The required answer is a copy of each line in the entries below that includes "library".

Saved entries

* * * * * * *

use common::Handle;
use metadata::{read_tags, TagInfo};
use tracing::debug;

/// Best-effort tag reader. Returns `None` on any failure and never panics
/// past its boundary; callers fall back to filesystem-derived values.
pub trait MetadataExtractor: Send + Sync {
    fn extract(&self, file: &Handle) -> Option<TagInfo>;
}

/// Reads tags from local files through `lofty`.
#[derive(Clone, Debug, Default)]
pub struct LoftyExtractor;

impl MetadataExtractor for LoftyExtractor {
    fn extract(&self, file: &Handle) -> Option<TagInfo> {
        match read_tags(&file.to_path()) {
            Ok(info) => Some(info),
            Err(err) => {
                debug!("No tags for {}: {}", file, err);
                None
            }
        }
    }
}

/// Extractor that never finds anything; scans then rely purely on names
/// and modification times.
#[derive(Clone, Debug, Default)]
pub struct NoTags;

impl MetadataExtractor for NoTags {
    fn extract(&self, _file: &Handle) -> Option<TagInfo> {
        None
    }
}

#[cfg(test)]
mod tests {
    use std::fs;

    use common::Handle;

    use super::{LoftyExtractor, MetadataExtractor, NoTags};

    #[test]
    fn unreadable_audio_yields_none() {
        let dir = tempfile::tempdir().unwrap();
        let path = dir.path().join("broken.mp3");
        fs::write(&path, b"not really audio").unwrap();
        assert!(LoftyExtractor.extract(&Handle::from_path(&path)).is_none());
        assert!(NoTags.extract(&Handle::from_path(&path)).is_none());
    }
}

* * * * * * *

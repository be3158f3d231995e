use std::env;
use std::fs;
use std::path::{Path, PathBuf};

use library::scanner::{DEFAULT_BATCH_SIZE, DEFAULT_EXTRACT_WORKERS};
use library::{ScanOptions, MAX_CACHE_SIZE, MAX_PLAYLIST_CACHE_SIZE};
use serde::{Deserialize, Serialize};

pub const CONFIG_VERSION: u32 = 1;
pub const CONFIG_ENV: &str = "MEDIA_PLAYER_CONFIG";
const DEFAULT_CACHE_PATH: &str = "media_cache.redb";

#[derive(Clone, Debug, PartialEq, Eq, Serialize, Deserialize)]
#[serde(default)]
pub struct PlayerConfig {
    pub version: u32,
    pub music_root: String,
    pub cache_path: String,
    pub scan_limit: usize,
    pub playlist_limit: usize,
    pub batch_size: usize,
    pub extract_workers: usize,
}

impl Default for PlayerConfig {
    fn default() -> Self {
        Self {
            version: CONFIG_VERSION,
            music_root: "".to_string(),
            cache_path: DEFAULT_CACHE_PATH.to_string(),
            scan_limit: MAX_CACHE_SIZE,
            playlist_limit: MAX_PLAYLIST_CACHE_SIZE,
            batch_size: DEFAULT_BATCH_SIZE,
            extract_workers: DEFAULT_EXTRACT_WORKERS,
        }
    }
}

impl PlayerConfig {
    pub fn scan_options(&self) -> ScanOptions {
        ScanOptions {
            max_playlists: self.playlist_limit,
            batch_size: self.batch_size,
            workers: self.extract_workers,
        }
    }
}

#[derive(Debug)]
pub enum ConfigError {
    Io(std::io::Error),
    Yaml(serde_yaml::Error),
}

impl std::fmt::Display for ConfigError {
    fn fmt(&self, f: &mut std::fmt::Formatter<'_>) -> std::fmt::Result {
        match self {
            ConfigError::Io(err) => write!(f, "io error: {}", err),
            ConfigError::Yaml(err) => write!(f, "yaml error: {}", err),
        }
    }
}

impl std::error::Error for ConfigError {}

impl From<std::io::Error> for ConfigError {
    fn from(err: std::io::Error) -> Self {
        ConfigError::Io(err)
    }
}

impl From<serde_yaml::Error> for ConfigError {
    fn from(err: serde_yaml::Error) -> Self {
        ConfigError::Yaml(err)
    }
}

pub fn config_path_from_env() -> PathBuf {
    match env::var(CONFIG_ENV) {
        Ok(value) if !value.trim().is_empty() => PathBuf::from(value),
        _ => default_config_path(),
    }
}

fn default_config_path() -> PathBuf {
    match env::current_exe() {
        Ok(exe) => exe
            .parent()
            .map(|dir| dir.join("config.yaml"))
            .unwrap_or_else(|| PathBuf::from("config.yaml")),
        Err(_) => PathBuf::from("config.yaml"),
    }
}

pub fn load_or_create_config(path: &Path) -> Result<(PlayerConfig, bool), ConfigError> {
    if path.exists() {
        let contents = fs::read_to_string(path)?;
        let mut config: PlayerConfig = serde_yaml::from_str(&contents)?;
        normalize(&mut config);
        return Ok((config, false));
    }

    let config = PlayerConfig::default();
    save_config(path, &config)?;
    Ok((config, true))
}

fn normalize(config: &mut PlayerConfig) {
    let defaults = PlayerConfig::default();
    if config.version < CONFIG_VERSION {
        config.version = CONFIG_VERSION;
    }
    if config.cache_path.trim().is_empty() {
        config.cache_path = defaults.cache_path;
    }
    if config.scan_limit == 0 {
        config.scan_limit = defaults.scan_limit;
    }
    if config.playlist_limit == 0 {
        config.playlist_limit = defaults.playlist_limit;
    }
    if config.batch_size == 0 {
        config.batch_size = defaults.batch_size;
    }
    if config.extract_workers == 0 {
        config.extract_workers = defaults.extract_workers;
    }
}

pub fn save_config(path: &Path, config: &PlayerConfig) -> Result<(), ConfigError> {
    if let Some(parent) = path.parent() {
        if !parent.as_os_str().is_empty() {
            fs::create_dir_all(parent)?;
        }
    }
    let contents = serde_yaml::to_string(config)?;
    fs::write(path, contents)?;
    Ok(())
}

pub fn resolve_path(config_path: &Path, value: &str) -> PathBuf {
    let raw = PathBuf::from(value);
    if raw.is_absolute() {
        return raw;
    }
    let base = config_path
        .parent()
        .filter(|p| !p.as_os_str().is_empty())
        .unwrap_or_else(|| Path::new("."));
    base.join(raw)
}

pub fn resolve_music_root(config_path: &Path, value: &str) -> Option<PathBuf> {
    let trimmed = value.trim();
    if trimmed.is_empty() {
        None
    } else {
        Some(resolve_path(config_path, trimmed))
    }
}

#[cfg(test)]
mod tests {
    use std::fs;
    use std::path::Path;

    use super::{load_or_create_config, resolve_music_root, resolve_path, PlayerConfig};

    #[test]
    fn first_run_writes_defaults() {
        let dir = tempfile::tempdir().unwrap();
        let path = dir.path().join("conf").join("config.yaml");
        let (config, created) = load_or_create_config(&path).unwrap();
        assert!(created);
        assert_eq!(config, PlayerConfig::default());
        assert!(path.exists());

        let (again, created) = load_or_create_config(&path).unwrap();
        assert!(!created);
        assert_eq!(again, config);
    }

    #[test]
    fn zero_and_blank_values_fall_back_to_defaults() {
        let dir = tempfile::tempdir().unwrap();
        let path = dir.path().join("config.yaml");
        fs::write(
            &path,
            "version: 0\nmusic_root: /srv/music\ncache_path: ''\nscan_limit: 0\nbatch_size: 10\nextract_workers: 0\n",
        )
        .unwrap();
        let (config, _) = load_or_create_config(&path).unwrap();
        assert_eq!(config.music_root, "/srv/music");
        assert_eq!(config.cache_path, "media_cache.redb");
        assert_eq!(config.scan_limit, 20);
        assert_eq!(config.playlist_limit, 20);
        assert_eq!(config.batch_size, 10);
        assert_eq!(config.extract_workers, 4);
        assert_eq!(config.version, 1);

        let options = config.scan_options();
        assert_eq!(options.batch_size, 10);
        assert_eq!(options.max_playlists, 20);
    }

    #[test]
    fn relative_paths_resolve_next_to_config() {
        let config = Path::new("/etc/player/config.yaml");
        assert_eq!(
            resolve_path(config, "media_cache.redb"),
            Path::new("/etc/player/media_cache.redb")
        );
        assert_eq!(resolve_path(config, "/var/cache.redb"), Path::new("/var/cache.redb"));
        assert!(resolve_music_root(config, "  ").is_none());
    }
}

* * * * * * *

### WRITTEN SOLUTION:
use library::scanner::{DEFAULT_BATCH_SIZE, DEFAULT_EXTRACT_WORKERS};
use library::{ScanOptions, MAX_CACHE_SIZE, MAX_PLAYLIST_CACHE_SIZE};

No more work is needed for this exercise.